Retype the data in its entirety, with no word changed.

——————————

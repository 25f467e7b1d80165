// Replay command - play recorded lifecycle events through a reporter

use anyhow::{Context, Result, anyhow};
use std::fs::File;
use std::io::{self, BufReader};
use std::path::{Path, PathBuf};
use tracing::{debug, info};

use crate::cli::Cli;
use crate::cli::args::ReplayArgs;
use crate::config::Config;
use crate::execution;
use crate::plugins::PluginRegistry;
use crate::report::{OutStream, ReporterPluginHost};

pub fn handle_replay(cli: &Cli, args: &ReplayArgs, config: &Config) -> Result<()> {
    let registry = PluginRegistry::new();
    let reporter = config.resolve_reporter(args.reporter.as_deref());

    let plugin = registry.create(&reporter).ok_or_else(|| {
        let available: Vec<_> = registry.list().iter().map(|p| p.name.as_str()).collect();
        anyhow!(
            "Unknown reporter '{}'. Available: {}",
            reporter,
            available.join(", ")
        )
    })?;

    let output_path = args
        .output
        .clone()
        .or_else(|| config.general.output.as_ref().map(PathBuf::from));

    let stream = match &output_path {
        Some(path) => {
            let file = File::create(path)
                .with_context(|| format!("Failed to create report file: {}", path.display()))?;
            info!("Writing report to {}", path.display());
            Some(OutStream::from_writer(file))
        }
        None => None,
    };

    let mut options = config.host_options(cli.no_color);
    if args.width.is_some() {
        options.viewport_width = args.width;
    }

    let mut host = ReporterPluginHost::with_options(plugin, stream, reporter.as_str(), options);
    host.set_indent(args.indent.unwrap_or(config.output.indent))
        .use_word_wrap(args.word_wrap || config.output.word_wrap);

    let summary = if args.events == Path::new("-") {
        execution::replay(io::stdin().lock(), &mut host)?
    } else {
        let file = File::open(&args.events)
            .with_context(|| format!("Failed to open event file: {}", args.events.display()))?;
        execution::replay(BufReader::new(file), &mut host)?
    };

    if summary.unhandled_test_starts > 0 {
        debug!(
            "Reporter '{}' ignored {} test start event(s)",
            reporter, summary.unhandled_test_starts
        );
    }

    Ok(())
}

——————————

-- EXERCISE SOLUTION --
repository 25f467e7b1d80165
// Replay command - play recorded lifecycle events through a reporter

use anyhow::{Context, Result, anyhow};
use std::fs::File;
use std::io::{self, BufReader};
use std::path::{Path, PathBuf};
use tracing::{debug, info};

use crate::cli::Cli;
use crate::cli::args::ReplayArgs;
use crate::config::Config;
use crate::execution;
use crate::plugins::PluginRegistry;
use crate::report::{OutStream, ReporterPluginHost};

pub fn handle_replay(cli: &Cli, args: &ReplayArgs, config: &Config) -> Result<()> {
    let registry = PluginRegistry::new();
    let reporter = config.resolve_reporter(args.reporter.as_deref());

    let plugin = registry.create(&reporter).ok_or_else(|| {
        let available: Vec<_> = registry.list().iter().map(|p| p.name.as_str()).collect();
        anyhow!(
            "Unknown reporter '{}'. Available: {}",
            reporter,
            available.join(", ")
        )
    })?;

    let output_path = args
        .output
        .clone()
        .or_else(|| config.general.output.as_ref().map(PathBuf::from));

    let stream = match &output_path {
        Some(path) => {
            let file = File::create(path)
                .with_context(|| format!("Failed to create report file: {}", path.display()))?;
            info!("Writing report to {}", path.display());
            Some(OutStream::from_writer(file))
        }
        None => None,
    };

    let mut options = config.host_options(cli.no_color);
    if args.width.is_some() {
        options.viewport_width = args.width;
    }

    let mut host = ReporterPluginHost::with_options(plugin, stream, reporter.as_str(), options);
    host.set_indent(args.indent.unwrap_or(config.output.indent))
        .use_word_wrap(args.word_wrap || config.output.word_wrap);

    let summary = if args.events == Path::new("-") {
        execution::replay(io::stdin().lock(), &mut host)?
    } else {
        let file = File::open(&args.events)
            .with_context(|| format!("Failed to open event file: {}", args.events.display()))?;
        execution::replay(BufReader::new(file), &mut host)?
    };

    if summary.unhandled_test_starts > 0 {
        debug!(
            "Reporter '{}' ignored {} test start event(s)",
            reporter, summary.unhandled_test_starts
        );
    }

    Ok(())
}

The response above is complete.